> Exercise: A complete answer lists every line of the material where the string "PartialEq" occurs.

> Task input:
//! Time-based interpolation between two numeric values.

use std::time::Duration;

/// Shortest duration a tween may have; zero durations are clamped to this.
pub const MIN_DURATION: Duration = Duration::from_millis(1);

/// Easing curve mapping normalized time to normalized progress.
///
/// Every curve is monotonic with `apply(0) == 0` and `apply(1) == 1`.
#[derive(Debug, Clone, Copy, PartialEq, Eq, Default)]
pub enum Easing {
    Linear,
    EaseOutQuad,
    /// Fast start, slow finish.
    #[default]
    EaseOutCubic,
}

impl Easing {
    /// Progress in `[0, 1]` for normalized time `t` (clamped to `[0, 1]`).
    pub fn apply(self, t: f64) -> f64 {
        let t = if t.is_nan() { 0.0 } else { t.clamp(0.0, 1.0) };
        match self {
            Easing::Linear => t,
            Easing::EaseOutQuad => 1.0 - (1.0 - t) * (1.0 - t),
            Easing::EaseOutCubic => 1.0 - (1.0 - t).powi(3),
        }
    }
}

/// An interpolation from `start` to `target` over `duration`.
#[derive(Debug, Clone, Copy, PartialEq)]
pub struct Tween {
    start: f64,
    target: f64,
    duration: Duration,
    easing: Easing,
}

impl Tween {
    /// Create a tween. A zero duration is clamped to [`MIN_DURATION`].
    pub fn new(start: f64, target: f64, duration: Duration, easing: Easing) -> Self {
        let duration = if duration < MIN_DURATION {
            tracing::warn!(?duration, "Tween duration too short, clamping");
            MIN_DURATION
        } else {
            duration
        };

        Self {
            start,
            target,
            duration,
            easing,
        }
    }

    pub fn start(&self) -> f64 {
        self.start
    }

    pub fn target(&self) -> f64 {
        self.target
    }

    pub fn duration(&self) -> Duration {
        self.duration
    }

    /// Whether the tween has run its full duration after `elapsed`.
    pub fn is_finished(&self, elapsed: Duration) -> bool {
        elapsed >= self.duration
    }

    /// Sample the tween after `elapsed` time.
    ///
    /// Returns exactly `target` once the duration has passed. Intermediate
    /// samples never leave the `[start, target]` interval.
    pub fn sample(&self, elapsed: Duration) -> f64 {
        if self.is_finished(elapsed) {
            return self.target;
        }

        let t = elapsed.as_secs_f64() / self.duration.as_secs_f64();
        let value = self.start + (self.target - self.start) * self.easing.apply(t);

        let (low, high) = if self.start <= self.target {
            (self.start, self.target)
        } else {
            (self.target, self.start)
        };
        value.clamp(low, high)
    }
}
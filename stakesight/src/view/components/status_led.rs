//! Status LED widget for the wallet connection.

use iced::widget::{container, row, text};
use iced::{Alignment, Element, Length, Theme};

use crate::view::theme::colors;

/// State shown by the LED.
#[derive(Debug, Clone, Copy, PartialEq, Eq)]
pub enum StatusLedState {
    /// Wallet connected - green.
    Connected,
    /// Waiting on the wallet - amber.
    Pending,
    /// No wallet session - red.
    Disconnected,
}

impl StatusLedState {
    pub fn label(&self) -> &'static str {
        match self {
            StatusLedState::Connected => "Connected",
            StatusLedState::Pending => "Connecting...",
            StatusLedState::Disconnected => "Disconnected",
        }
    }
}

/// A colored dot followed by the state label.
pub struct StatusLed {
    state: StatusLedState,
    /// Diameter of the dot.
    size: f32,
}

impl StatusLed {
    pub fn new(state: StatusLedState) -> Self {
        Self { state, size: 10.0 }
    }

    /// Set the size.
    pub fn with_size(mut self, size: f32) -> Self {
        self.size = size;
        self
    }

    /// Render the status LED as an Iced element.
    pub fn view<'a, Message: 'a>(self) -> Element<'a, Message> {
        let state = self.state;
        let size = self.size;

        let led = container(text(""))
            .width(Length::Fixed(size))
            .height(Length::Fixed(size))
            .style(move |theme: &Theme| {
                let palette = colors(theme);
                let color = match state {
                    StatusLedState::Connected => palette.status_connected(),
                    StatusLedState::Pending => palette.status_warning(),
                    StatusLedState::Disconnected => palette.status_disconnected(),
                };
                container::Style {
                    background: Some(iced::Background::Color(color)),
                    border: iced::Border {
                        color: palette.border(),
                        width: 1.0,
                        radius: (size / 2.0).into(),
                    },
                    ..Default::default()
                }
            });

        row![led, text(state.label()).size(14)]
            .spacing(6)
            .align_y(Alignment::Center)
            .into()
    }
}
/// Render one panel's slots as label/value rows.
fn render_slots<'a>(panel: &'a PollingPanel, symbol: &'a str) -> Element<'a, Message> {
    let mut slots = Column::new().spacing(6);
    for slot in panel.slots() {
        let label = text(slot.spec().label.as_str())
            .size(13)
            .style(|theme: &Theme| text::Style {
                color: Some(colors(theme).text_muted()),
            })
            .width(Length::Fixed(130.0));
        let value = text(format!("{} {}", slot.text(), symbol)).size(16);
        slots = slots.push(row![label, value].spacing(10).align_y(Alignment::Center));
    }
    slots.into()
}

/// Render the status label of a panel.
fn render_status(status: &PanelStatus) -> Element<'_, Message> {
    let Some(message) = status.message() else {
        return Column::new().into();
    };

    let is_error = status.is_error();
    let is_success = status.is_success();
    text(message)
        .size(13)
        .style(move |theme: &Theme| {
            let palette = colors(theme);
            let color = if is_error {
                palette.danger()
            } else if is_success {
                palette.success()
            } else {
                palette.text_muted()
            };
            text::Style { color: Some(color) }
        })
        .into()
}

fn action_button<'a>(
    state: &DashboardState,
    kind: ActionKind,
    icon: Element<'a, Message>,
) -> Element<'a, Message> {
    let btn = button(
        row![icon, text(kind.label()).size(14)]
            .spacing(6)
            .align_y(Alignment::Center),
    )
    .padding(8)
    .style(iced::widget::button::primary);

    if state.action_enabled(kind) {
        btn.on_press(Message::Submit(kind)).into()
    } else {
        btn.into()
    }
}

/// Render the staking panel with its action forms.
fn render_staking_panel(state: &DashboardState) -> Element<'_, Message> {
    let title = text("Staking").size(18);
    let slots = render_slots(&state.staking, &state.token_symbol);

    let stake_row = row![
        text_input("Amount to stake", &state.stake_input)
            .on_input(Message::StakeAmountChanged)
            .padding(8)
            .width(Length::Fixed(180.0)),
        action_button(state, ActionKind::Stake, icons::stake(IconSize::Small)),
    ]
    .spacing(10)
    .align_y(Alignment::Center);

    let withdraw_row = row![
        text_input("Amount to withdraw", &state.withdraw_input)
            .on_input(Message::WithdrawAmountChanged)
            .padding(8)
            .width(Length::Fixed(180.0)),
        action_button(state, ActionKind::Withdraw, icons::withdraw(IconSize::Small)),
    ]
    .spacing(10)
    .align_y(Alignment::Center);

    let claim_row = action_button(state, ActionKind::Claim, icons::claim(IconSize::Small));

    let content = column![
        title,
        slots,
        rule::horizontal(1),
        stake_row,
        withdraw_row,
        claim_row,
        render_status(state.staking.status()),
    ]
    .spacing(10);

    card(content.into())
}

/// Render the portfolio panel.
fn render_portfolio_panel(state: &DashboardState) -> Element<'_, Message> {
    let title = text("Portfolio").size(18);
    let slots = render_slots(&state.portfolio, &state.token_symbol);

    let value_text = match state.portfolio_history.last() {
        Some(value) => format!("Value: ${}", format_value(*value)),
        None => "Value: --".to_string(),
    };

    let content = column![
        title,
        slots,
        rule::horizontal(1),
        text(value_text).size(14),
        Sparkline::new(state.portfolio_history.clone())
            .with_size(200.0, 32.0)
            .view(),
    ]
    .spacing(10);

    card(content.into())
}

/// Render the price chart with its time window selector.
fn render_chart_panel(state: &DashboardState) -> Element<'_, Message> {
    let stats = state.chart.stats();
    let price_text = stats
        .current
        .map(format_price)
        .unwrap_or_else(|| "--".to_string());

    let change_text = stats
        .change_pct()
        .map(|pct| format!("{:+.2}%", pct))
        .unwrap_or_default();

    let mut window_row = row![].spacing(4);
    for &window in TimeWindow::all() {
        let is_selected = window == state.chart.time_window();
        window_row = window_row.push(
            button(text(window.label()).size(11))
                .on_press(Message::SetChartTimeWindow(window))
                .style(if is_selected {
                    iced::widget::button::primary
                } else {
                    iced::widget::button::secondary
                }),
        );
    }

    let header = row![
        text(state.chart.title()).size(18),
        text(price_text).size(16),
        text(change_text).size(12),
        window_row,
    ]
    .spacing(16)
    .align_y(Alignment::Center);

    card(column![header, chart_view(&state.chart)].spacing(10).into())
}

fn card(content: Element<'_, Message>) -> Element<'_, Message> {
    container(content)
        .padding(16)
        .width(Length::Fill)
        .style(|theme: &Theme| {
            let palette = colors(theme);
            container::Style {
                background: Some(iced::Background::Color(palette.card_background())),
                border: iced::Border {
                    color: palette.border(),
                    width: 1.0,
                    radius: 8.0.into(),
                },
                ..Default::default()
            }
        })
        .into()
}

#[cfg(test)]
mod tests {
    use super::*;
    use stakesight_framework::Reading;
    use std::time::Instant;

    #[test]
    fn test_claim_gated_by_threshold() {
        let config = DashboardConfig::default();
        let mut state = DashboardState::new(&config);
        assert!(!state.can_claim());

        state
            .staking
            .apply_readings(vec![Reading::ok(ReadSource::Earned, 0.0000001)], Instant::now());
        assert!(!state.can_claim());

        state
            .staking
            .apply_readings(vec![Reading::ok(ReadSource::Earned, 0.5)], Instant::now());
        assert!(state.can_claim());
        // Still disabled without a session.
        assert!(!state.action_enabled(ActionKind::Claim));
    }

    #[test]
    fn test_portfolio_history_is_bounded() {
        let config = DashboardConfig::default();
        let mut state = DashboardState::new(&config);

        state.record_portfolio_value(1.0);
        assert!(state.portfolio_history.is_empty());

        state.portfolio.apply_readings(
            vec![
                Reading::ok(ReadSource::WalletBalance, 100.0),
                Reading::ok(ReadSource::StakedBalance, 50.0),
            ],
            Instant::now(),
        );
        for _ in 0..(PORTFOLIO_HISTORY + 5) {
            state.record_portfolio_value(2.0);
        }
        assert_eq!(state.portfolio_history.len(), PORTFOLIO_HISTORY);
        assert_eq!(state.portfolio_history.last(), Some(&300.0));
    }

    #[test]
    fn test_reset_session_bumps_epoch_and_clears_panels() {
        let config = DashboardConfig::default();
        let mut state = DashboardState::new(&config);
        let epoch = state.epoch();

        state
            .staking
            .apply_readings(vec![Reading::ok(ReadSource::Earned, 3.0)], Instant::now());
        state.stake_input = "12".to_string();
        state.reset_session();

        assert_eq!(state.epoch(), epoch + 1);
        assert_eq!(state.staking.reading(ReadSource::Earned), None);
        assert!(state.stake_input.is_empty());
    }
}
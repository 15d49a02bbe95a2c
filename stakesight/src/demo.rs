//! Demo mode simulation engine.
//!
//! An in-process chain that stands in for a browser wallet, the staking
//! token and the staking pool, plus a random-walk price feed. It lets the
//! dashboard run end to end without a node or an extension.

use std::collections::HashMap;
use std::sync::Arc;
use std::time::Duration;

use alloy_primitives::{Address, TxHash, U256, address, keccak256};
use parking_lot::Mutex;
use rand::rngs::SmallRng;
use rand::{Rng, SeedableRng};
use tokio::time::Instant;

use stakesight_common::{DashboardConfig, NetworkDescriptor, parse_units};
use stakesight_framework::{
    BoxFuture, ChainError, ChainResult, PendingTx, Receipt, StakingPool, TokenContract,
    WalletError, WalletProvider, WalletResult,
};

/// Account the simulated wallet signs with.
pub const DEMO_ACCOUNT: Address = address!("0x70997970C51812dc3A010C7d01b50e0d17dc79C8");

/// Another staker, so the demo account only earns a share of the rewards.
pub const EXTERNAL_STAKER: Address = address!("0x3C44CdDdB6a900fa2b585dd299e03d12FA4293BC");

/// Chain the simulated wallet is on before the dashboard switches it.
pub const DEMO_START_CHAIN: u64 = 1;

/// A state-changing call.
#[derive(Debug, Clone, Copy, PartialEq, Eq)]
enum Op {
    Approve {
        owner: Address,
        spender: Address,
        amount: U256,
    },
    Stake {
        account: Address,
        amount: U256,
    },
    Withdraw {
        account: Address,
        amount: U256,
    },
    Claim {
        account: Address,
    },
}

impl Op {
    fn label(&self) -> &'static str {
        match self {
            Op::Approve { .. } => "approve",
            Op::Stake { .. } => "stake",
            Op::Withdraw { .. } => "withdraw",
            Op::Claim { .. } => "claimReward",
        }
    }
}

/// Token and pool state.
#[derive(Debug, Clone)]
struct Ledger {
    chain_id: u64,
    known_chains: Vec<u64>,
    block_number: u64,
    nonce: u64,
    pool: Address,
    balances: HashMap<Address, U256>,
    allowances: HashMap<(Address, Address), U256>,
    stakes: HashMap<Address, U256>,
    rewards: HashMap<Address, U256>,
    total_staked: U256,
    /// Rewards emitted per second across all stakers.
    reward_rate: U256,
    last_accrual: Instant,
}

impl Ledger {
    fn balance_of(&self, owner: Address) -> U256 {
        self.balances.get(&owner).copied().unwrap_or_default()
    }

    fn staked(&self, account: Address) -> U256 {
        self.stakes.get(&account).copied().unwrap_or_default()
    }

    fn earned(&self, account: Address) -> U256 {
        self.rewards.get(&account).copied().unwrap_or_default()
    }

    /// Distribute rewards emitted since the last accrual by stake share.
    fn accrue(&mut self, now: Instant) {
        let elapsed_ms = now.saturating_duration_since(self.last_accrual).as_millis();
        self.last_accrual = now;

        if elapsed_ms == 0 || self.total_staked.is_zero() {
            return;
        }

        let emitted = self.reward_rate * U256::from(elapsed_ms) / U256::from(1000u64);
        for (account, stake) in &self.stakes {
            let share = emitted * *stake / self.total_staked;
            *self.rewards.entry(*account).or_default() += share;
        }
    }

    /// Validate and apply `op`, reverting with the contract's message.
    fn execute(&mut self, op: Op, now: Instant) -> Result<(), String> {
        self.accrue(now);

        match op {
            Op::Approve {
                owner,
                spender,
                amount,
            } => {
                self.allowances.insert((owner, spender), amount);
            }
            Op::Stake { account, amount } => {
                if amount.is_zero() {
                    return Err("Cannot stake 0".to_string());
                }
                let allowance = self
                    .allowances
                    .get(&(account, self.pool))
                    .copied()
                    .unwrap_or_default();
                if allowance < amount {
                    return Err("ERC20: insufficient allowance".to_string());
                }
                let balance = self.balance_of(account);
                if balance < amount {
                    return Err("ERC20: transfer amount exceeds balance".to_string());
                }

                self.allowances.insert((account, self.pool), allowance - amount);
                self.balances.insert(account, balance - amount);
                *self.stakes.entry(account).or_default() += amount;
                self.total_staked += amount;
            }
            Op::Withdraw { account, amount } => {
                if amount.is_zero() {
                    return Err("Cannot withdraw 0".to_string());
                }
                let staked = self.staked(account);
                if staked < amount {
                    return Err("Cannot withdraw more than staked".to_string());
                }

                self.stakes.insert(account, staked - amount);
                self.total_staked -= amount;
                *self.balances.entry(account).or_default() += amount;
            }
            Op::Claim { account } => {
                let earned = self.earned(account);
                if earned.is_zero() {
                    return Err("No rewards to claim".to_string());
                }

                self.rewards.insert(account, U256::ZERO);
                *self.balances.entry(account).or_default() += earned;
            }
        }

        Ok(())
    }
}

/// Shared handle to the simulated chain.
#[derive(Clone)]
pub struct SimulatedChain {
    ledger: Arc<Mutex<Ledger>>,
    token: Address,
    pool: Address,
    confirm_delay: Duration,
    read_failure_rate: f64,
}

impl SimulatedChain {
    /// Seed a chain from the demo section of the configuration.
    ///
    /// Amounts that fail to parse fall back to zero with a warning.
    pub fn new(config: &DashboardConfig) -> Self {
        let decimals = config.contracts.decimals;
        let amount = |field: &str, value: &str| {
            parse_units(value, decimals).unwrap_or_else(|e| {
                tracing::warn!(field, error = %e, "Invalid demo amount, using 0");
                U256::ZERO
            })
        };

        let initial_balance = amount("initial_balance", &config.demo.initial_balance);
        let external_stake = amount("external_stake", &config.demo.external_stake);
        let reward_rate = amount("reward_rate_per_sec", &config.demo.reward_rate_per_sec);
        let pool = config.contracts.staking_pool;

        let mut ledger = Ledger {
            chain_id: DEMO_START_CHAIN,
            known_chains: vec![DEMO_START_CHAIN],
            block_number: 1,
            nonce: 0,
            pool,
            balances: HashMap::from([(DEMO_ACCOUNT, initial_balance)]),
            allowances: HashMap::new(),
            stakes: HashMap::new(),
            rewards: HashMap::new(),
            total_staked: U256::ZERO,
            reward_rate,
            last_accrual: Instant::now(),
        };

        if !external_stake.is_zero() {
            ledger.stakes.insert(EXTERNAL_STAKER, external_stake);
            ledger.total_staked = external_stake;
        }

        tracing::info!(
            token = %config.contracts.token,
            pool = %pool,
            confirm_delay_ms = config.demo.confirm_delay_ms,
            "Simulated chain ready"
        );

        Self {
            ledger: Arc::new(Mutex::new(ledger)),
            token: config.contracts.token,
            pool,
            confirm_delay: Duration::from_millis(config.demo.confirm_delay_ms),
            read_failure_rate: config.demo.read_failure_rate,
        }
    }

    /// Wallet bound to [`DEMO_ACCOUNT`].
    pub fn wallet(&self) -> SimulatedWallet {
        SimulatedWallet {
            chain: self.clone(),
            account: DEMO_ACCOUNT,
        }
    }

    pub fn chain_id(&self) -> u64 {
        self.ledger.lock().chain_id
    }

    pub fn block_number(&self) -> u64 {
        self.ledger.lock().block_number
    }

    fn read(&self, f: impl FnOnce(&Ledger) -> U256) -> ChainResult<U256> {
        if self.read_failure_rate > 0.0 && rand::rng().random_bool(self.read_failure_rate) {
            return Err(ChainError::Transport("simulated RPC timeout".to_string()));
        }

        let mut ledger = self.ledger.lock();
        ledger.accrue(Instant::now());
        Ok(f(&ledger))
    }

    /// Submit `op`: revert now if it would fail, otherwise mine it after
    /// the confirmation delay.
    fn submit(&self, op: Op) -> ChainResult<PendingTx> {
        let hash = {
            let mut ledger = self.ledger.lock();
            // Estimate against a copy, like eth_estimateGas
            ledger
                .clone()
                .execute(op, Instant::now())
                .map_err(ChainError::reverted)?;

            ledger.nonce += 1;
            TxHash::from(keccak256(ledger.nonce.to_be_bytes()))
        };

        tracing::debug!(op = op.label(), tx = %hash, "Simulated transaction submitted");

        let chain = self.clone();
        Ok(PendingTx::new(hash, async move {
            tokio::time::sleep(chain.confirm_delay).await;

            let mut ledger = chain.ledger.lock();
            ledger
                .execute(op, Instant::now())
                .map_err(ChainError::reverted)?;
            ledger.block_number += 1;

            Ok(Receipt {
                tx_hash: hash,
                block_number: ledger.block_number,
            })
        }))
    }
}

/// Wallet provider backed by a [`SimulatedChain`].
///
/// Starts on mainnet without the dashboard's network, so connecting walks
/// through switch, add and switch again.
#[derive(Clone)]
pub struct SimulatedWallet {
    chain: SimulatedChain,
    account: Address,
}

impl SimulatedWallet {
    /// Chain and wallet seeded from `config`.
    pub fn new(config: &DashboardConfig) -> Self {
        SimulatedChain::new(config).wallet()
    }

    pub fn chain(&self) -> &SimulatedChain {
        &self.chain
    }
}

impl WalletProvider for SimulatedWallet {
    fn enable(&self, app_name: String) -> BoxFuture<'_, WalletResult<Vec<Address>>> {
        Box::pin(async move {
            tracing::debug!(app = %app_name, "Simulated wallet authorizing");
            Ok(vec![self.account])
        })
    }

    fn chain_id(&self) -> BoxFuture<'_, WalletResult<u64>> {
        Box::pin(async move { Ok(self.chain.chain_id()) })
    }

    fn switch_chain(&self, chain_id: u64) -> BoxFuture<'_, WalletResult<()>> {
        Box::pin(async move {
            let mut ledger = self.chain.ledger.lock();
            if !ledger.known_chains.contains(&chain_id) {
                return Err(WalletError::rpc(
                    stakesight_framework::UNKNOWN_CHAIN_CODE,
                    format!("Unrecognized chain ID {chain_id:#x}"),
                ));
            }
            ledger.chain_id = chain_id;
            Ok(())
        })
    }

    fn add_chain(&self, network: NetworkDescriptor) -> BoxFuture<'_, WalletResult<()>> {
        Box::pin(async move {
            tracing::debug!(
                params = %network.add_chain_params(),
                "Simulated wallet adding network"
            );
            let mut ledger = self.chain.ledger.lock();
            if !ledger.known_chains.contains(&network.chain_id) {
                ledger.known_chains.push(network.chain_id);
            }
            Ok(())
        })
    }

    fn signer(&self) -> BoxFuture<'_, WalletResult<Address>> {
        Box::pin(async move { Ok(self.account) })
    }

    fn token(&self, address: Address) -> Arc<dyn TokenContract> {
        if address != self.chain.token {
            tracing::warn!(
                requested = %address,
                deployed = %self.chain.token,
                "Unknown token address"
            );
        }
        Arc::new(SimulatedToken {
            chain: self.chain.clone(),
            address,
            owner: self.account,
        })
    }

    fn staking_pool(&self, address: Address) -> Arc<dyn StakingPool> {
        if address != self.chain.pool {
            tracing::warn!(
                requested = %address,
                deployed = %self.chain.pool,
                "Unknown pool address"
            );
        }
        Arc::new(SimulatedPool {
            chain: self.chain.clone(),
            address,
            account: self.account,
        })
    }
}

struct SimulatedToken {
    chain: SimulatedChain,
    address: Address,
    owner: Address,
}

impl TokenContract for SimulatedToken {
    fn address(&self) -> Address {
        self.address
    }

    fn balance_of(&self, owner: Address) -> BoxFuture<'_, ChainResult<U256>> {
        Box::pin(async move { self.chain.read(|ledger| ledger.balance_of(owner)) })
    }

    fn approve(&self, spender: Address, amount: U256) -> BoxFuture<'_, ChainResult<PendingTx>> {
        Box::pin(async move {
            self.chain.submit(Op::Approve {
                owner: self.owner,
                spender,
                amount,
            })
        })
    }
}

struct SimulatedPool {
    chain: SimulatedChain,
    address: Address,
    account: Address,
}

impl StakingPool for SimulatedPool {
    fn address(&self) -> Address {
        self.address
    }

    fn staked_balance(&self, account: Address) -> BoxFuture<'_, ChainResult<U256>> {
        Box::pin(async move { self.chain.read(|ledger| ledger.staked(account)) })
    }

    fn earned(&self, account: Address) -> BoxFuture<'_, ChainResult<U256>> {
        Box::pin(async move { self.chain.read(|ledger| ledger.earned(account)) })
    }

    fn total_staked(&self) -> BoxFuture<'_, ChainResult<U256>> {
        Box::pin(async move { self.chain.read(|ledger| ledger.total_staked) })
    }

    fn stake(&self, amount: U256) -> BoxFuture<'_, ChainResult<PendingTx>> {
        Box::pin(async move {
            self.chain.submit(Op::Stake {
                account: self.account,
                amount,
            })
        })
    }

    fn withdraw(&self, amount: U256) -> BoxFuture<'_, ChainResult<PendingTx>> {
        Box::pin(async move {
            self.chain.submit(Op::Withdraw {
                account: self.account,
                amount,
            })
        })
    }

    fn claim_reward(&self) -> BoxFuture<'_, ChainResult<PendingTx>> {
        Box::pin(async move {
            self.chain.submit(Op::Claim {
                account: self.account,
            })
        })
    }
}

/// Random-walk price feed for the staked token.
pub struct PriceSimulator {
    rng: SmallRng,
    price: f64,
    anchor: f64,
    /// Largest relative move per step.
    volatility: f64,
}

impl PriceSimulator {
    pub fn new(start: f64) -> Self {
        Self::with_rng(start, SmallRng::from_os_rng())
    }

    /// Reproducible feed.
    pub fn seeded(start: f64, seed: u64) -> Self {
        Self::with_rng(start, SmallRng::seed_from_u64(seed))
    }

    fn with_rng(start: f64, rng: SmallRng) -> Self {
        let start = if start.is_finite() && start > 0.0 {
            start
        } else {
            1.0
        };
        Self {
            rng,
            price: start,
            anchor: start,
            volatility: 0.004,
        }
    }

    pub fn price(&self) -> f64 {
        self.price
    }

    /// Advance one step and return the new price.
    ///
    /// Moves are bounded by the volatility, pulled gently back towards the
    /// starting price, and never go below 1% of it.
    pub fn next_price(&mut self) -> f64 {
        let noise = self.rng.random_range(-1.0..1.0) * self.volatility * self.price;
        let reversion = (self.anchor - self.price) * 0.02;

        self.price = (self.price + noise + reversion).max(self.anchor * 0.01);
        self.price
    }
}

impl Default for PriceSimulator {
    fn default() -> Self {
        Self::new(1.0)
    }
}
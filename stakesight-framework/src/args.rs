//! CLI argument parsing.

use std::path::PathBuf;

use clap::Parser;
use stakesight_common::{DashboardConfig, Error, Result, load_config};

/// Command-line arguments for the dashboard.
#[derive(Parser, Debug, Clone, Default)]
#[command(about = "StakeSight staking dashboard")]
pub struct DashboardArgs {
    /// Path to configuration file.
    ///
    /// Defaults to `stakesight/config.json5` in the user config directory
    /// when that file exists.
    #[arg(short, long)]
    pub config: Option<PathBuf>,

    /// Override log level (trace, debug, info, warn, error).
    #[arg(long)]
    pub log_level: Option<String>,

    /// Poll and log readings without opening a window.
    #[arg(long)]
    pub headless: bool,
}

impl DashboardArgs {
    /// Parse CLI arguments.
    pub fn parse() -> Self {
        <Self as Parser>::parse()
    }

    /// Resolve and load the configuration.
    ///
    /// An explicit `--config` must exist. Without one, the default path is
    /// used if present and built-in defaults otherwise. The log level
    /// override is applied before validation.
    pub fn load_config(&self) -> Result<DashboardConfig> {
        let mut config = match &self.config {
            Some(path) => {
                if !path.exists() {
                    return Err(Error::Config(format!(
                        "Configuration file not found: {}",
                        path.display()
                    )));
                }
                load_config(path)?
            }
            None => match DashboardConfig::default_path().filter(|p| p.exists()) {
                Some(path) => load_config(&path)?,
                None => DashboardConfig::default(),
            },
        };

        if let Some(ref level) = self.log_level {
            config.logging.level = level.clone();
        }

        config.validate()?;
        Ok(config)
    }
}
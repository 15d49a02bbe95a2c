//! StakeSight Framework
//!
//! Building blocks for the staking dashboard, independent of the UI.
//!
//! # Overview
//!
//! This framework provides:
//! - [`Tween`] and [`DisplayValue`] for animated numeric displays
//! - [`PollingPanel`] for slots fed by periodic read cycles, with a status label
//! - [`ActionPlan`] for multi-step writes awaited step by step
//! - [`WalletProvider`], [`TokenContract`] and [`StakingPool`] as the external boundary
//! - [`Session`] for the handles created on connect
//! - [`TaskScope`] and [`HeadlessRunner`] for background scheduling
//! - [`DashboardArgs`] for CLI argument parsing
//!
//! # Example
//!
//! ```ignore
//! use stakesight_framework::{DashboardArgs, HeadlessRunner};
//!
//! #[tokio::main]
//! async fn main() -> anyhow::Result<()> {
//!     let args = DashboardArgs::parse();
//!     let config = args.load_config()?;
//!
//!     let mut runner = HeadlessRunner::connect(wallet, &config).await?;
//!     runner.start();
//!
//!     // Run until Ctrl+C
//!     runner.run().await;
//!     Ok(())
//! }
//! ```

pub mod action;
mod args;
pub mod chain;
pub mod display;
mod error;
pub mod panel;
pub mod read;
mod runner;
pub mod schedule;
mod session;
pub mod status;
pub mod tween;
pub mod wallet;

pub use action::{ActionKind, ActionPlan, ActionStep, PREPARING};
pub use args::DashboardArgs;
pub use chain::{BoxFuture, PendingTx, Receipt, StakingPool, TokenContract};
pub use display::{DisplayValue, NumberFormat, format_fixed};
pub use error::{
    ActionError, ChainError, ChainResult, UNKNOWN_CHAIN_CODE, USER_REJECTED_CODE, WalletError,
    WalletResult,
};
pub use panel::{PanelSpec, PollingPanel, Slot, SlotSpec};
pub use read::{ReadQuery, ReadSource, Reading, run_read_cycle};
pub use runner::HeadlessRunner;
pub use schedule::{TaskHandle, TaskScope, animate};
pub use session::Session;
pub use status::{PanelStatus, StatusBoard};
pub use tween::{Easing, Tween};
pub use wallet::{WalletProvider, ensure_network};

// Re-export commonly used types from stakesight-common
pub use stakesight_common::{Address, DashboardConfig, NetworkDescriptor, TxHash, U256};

> Response:
#[derive(Debug, Clone, Copy, PartialEq, Eq, Default)]
#[derive(Debug, Clone, Copy, PartialEq)]
#[derive(Debug, Clone, Copy, PartialEq, Eq)]
#[derive(Debug, Clone, Copy, PartialEq, Eq)]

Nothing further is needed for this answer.